What needs to be done: Show each line of the records in which the word "static" occurs.
++++ Data to examine
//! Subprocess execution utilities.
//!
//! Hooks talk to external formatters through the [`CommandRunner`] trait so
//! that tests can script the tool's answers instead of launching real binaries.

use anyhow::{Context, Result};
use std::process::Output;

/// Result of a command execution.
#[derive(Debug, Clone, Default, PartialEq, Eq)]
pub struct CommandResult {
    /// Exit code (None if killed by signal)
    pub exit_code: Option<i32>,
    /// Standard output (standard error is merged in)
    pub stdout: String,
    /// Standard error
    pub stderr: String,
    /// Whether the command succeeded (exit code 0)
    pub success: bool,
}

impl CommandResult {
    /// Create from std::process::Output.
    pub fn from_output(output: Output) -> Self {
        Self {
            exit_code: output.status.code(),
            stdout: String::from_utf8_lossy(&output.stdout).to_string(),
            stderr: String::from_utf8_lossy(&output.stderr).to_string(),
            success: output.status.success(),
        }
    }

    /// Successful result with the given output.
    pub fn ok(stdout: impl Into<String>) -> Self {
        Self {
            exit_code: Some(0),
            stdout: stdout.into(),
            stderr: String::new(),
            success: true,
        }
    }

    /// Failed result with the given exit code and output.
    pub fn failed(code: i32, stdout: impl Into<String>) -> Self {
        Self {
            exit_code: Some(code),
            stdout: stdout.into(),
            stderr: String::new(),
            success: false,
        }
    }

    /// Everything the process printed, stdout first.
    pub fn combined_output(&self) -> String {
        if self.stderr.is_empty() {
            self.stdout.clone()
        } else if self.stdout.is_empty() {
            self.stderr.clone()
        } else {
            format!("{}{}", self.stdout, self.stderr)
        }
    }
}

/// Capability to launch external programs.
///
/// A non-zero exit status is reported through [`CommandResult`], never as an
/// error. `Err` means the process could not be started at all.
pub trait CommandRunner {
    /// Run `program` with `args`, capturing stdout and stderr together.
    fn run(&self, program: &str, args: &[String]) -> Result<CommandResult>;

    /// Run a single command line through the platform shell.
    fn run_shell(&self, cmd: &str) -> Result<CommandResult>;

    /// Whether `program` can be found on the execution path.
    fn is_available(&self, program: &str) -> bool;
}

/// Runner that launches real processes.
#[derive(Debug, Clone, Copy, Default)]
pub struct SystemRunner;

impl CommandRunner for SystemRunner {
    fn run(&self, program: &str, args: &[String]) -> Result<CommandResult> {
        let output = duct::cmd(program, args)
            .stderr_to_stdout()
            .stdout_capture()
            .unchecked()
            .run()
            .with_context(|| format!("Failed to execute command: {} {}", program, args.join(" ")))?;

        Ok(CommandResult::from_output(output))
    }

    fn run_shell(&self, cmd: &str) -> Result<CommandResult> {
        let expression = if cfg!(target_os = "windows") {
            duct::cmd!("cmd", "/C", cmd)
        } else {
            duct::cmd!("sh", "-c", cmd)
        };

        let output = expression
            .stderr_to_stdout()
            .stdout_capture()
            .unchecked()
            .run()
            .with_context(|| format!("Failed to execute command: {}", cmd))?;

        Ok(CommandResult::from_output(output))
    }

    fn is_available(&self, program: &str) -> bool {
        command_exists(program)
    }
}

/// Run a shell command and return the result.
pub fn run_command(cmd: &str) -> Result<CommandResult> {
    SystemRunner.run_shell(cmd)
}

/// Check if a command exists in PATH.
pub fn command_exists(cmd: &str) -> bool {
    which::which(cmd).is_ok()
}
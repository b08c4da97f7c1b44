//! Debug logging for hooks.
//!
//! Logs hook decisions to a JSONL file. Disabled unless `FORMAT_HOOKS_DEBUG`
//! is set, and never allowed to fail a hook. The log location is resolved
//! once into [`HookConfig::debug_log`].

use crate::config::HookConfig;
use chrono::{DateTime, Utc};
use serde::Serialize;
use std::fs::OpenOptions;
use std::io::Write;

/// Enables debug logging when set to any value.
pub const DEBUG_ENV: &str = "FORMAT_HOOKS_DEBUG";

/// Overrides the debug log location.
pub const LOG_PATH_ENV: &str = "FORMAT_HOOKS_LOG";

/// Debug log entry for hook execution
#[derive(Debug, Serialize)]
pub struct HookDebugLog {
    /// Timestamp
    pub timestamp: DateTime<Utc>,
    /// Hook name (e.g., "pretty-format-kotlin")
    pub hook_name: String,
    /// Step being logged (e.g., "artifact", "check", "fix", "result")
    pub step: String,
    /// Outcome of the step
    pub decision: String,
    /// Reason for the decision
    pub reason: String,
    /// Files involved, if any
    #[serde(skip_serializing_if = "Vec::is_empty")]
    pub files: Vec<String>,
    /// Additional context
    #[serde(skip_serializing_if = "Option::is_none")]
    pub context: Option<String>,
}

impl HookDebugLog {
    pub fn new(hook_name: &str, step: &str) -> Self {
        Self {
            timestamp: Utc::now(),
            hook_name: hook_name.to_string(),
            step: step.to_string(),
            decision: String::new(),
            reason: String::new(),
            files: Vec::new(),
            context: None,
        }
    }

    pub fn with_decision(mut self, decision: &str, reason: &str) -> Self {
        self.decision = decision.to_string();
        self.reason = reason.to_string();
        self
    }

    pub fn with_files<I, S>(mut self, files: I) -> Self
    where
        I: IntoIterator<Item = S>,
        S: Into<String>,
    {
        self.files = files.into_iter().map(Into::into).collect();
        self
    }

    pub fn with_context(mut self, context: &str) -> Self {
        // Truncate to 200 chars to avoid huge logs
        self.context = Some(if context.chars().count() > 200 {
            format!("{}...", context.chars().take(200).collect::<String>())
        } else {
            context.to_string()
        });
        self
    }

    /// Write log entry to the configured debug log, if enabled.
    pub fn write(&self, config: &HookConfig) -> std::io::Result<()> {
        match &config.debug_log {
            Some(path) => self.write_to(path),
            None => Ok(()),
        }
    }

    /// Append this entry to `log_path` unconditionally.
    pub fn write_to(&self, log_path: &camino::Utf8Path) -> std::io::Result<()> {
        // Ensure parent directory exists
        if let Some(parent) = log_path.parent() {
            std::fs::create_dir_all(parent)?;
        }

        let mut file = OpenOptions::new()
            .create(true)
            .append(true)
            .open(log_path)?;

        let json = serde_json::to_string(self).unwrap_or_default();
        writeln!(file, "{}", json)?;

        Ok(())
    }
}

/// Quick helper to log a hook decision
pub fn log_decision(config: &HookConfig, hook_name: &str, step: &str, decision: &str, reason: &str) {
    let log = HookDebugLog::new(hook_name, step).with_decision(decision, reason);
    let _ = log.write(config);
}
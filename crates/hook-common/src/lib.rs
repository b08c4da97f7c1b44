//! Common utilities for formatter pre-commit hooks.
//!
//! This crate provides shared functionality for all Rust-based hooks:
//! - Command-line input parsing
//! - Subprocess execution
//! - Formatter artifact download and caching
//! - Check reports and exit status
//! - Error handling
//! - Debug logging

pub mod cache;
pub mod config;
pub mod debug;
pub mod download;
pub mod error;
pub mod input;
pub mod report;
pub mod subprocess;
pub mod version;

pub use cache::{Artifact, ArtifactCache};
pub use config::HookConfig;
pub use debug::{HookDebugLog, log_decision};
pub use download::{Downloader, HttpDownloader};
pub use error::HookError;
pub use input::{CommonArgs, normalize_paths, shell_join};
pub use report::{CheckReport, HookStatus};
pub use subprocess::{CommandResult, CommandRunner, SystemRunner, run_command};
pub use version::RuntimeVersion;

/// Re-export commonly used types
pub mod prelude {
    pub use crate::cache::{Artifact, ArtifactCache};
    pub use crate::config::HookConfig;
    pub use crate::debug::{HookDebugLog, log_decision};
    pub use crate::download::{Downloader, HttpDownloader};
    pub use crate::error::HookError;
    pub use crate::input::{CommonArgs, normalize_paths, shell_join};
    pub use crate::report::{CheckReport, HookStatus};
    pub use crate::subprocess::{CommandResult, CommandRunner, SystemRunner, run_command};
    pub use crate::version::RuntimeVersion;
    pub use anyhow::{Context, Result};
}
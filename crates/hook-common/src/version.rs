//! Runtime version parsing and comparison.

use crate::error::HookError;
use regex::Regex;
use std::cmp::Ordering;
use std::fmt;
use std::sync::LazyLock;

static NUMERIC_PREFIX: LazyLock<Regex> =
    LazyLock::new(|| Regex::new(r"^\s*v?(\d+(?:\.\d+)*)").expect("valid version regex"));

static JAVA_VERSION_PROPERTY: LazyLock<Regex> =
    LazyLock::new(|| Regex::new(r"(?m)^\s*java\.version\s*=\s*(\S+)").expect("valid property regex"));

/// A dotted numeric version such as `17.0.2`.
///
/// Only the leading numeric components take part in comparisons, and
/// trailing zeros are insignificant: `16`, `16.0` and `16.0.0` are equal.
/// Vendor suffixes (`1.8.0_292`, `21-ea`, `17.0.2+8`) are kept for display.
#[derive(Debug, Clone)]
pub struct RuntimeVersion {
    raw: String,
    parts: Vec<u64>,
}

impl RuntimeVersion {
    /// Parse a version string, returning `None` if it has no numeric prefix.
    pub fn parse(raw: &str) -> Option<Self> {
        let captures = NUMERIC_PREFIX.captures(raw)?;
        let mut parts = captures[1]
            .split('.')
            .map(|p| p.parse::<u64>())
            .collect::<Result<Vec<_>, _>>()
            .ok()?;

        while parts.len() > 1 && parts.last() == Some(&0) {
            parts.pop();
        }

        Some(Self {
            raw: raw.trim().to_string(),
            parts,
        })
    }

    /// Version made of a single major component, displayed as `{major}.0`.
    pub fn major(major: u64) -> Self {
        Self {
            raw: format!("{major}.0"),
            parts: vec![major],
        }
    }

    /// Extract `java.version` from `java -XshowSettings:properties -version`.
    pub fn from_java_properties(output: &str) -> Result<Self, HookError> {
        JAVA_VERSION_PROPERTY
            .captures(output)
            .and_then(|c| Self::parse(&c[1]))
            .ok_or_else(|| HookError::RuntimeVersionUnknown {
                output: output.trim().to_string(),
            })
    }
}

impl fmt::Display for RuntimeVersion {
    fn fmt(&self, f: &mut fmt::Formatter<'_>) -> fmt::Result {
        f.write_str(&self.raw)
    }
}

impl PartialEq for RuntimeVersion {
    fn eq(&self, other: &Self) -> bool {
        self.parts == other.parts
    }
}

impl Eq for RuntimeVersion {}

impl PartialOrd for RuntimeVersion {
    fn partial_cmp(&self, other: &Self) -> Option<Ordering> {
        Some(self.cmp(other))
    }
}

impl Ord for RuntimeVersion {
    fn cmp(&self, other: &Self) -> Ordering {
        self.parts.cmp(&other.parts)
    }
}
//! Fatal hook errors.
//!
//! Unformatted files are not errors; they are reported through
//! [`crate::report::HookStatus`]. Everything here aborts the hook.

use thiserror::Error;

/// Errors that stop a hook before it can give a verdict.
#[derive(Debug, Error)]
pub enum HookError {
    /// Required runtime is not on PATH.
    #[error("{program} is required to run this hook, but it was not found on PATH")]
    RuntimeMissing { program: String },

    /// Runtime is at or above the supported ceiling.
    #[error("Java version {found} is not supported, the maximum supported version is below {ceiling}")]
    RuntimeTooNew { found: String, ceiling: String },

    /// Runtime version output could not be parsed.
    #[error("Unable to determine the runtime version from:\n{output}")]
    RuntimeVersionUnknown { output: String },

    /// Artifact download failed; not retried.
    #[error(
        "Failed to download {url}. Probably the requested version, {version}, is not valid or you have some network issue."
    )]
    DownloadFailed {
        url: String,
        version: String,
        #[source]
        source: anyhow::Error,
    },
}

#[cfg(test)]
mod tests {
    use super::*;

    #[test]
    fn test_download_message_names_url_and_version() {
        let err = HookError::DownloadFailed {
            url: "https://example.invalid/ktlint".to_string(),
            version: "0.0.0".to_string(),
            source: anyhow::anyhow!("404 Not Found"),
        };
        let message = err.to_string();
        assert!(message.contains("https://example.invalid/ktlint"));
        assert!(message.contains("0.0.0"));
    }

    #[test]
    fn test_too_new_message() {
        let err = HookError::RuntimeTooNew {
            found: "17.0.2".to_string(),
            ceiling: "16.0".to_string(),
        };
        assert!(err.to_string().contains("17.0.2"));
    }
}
++++++++
Output of the task:
static NUMERIC_PREFIX: LazyLock<Regex> =
static JAVA_VERSION_PROPERTY: LazyLock<Regex> =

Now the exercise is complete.